Droits de douane sur le carbone

Outre la tarification du carbone, certains pays pourraient opter pour la mise en place de droits de douane sur le carbone afin de réduire les fuites de carbone. Il s’agirait principalement d’imposer une taxe sur le gaz carbonique concrétisé des importations. Notamment en raison du fait que la légitimité de telles mesures pourrait être évaluée par l’Organisation mondiale du commerce (OMC), leurs défenseurs les présentent généralement comme des ajustements fiscaux à la frontière, mécanisme acceptable au titre de la réglementation de l’OMC.

Pour l’OMC, il est question d’ajustements fiscaux à la frontière dans les situations suivantes : i) l’imposition d’une taxe sur les produits importés correspondant à la taxe perçue sur les produits nationaux similaires (ajustement fiscal à l’importation) ; et/ou ii) le remboursement des taxes intérieures lors de l’exportation des produits (ajustement fiscal à l’exportation).

Comme on peut l’imaginer, les droits de douane sur le carbone sont sujets à controverse. Leurs défenseurs arguent qu’ils seront nécessaires pour pousser les pays affichant une forte pollution au carbone et des politiques climatiques laxistes à changer leur façon de faire et que, sur le plan national, ils seront nécessaires pour se prémunir contre toute accusation d’entrave à la compétitivité des entreprises. À l’inverse, les détracteurs avancent qu’il ne s’agit que d’une forme d’éco-protectionnisme parmi d’autres.

Conclusion

Certains analystes politiques militent en faveur de l’approche, encore peu conventionnelle, qui consiste à mesurer les émissions de CO2 en s’appuyant sur une approche axée consommation plutôt que sur une approche axée production. Les tenants de cette théorie avancent qu’il s’agit d’un système bien plus précis et mieux à même d’encourager une réduction des émissions de CO2.

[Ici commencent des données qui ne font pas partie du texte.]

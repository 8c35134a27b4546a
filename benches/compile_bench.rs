//! Benchmarks for horizon parse and compile.
//!
//! Run with: cargo bench
//!
//! Results include 95% confidence intervals via Criterion.

use criterion::{black_box, criterion_group, criterion_main, BenchmarkId, Criterion};
use horizon::core::config::Settings;
use horizon::core::job::{compile_definition, render_job};
use horizon::core::parser::parse_document;
use horizon::core::translation::TranslationStore;

/// A definition with `schemas` schemas, each holding a mix of field types.
fn definition(schemas: usize) -> String {
    let mut xml = String::from(
        r#"<job version="1.0"><definition languageCode="en-us" contentPackage="bench"/><tasks>"#,
    );
    for s in 0..schemas {
        xml.push_str(&format!(
            r#"<createSchema code="s{s}" name="Schema {s}" desc="Bench schema {s}">
  <createField schemaCode="s{s}" code="title" type="text" name="Title"/>
  <createField schemaCode="s{s}" code="amount" type="number" decimals="2" scale="currencies">
    <usd><brl value="5"/><eur value="0.9"/></usd>
  </createField>
  <createField schemaCode="s{s}" code="owner" type="lookup" name="Owner">
    <dataset code="users" type="dynamic">
      <fields><field code="name" name="Name"/></fields>
      <groups>admins,sales</groups>
    </dataset>
  </createField>
  <createColumn table="s{s}" code="note" type="text"/>
</createSchema>"#
        ));
    }
    xml.push_str("</tasks></job>");
    xml
}

fn bench_parse(c: &mut Criterion) {
    let mut group = c.benchmark_group("parse_document");
    for size in [10, 100, 1000] {
        let xml = definition(size);
        group.bench_with_input(BenchmarkId::from_parameter(size), &xml, |b, xml| {
            b.iter(|| {
                let root = parse_document(black_box(xml)).unwrap();
                black_box(root);
            });
        });
    }
    group.finish();
}

fn bench_compile(c: &mut Criterion) {
    let mut group = c.benchmark_group("compile_definition");
    for size in [10, 100, 1000] {
        let root = parse_document(&definition(size)).unwrap();
        group.bench_with_input(BenchmarkId::from_parameter(size), &root, |b, root| {
            b.iter(|| {
                let compiled =
                    compile_definition(black_box(root), TranslationStore::new(), Settings::default())
                        .unwrap();
                black_box(compiled.job.tasks.len());
            });
        });
    }
    group.finish();
}

fn bench_translation_roundtrip(c: &mut Criterion) {
    let root = parse_document(&definition(100)).unwrap();
    let compiled = compile_definition(&root, TranslationStore::new(), Settings::default()).unwrap();
    let table = compiled.translations.render(false).unwrap();

    c.bench_function("translation_reload_and_compile", |b| {
        b.iter(|| {
            let store = TranslationStore::parse(black_box(&table)).unwrap();
            let compiled = compile_definition(&root, store, Settings::default()).unwrap();
            black_box(render_job(&compiled.job).unwrap());
        });
    });
}

criterion_group!(
    benches,
    bench_parse,
    bench_compile,
    bench_translation_roundtrip
);
criterion_main!(benches);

Une telle approche s’appuie aussi sur le point de vue selon lequel le commerce international est à la fois un contributeur au réchauffement planétaire et une composante intrinsèque des nombreuses solutions possibles. En conséquence, indépendamment de la question de savoir quelles politiques seront adoptées, et par qui, le commerce international et la gestion des frontières font leur entrée dans le cadre politique relatif au réchauffement climatique.